Elspeth listened while she watched his colours swirling around him. “Did you steal her money?”
“No, of course not. I didn’t think she had any, at least that’s what she told me when we first met.”
“You’re well rid of her. I’m sure things will get better for you soon.”
A few months later, he appeared at the office with a bunch of flowers. “These are for you. Thank you for listening to me. I am moving on. I have a new job which comes with accommodation so I can save for another house, but I will be more careful in the future.”
She smiled at him. His colour was back to being a lovely blue and now it had golden glints too. Her boss came out and looked questioningly at the flowers.
She smiled, “I met Mr Porter for a coffee a while back, these are a thank you.”
Mr Greystone looked hard at her, “You are a very perceptive lady. I wanted to tell you I am retiring soon and moving to Scotland. I have always admired you and wondered if you would consider joining me?”
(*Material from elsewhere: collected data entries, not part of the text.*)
//! Host side of the sequencer: songs made of several scripts, a frame-rate divided player
//! that drives one channel per script, and a background pump feeding cues to an audio
//! backend.
pub mod channel;
pub mod export;
pub mod threads;
#[cfg(feature = "tracing")]
mod trace;

use std::sync::Arc;

use crossbeam_channel::{unbounded, Receiver, Sender};
use eyre::{ensure, Result};
use tracing::{debug, instrument};
use vm::TrackConfig;

pub use channel::{Channel, Cue};

/// Several programs packed into one buffer, each starting at its own base
#[derive(Debug, Clone, Default, PartialEq, Eq)]
pub struct Song {
    bytecode: Vec<u8>,
    bases: Vec<u16>,
}

impl Song {
    pub fn new() -> Self {
        Self::default()
    }

    /// Compile each script and pack them back to back, one channel per script
    pub fn compile<'a>(sources: impl IntoIterator<Item = &'a str>) -> Result<Self> {
        sources
            .into_iter()
            .try_fold(Self::new(), |song, src| song.with_track(lang::compile_source(src)?))
    }

    /// Append a program. It gets a channel whose base is the current end of the buffer.
    pub fn with_track(mut self, bytecode: impl Into<Vec<u8>>) -> Result<Self> {
        let base = self.bytecode.len();
        ensure!(
            base <= u16::MAX as usize,
            "track starts at byte {base}, past the 16 bit address space"
        );
        self.bases.push(base as u16);
        self.bytecode.extend(bytecode.into());
        Ok(self)
    }

    pub fn bytes(&self) -> &[u8] {
        &self.bytecode
    }

    pub fn bases(&self) -> &[u16] {
        &self.bases
    }
}

#[derive(Debug, Clone, Copy, PartialEq, Eq)]
pub struct PlayerConfig {
    /// Frames skipped after every frame that dispatches
    pub frames_per_tick: u16,
    /// Sample packs instruments are folded onto
    pub pack_count: usize,
    pub track: TrackConfig,
}

impl Default for PlayerConfig {
    fn default() -> Self {
        Self {
            frames_per_tick: 1,
            pack_count: 6,
            track: TrackConfig::default(),
        }
    }
}

/// Plays a [Song], one frame at a time
#[derive(derive_more::Debug)]
pub struct Player {
    config: PlayerConfig,
    #[debug("{} bytes", bytecode.len())]
    bytecode: Arc<[u8]>,
    channels: Vec<Channel>,
    frame_counter: u16,
    playing: bool,
    #[debug(ignore)]
    tx: Sender<Cue>,
    #[debug(ignore)]
    rx: Receiver<Cue>,
}

impl Default for Player {
    fn default() -> Self {
        Self::new(PlayerConfig::default())
    }
}

impl Player {
    pub fn new(config: PlayerConfig) -> Self {
        let (tx, rx) = unbounded();
        Self {
            config,
            bytecode: Arc::from(Vec::new()),
            channels: vec![],
            frame_counter: 0,
            playing: false,
            tx,
            rx,
        }
    }

    /// Swap in a new song. Every channel restarts, and keeps playing if the player was.
    #[instrument(skip_all, fields(bytes = song.bytes().len(), channels = song.bases().len()))]
    pub fn load(&mut self, song: Song) {
        self.bytecode = Arc::from(song.bytecode);
        self.channels = song
            .bases
            .iter()
            .enumerate()
            .map(|(index, base)| {
                Channel::new(
                    index,
                    *base,
                    self.config.pack_count,
                    self.config.track,
                    self.tx.clone(),
                )
            })
            .collect();
        // cues from the old song are stale
        self.rx.try_iter().for_each(drop);
        if self.playing {
            self.run();
        }
    }

    /// Start every channel from the top
    pub fn run(&mut self) {
        debug!("run");
        self.playing = true;
        self.frame_counter = 0;
        self.channels.iter_mut().for_each(Channel::start);
    }

    /// Rewind every channel and park it
    pub fn stop(&mut self) {
        debug!("stop");
        self.playing = false;
        self.channels.iter_mut().for_each(Channel::restart);
    }

    /// Advance one host frame and collect what the channels asked for.
    ///
    /// Channels only dispatch on every `frames_per_tick + 1`th frame.
    pub fn frame(&mut self) -> Vec<Cue> {
        if self.frame_counter > 0 {
            self.frame_counter -= 1;
            return vec![];
        }
        self.frame_counter = self.config.frames_per_tick;

        for channel in &mut self.channels {
            channel.frame(&self.bytecode);
        }
        self.rx.try_iter().collect()
    }

    pub fn is_playing(&self) -> bool {
        self.playing
    }

    /// True once every channel halted on its own
    pub fn finished(&self) -> bool {
        self.playing && self.channels.iter().all(|c| c.track().halted())
    }

    pub fn bytecode(&self) -> &[u8] {
        &self.bytecode
    }

    pub fn channels(&self) -> &[Channel] {
        &self.channels
    }

    pub fn config(&self) -> &PlayerConfig {
        &self.config
    }

    pub fn set_frames_per_tick(&mut self, frames: u16) {
        self.config.frames_per_tick = frames;
    }
}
She had always liked his colours, like a heather mixture, brown and green with hints of pink and purple. She thought about how appropriate he was moving to Scotland. His proposal was a shock, although she had always been aware of how his colour reached out to her. Until now, she had no inkling of the depth of his feelings.
After their quiet marriage and move to a beautiful house in Scotland, she told him of her ability.
He smiled. “I didn’t know you could see but always knew you understood people. My Grandmother came from these parts and she saw things too, its nothing surprising to the people in these parts.”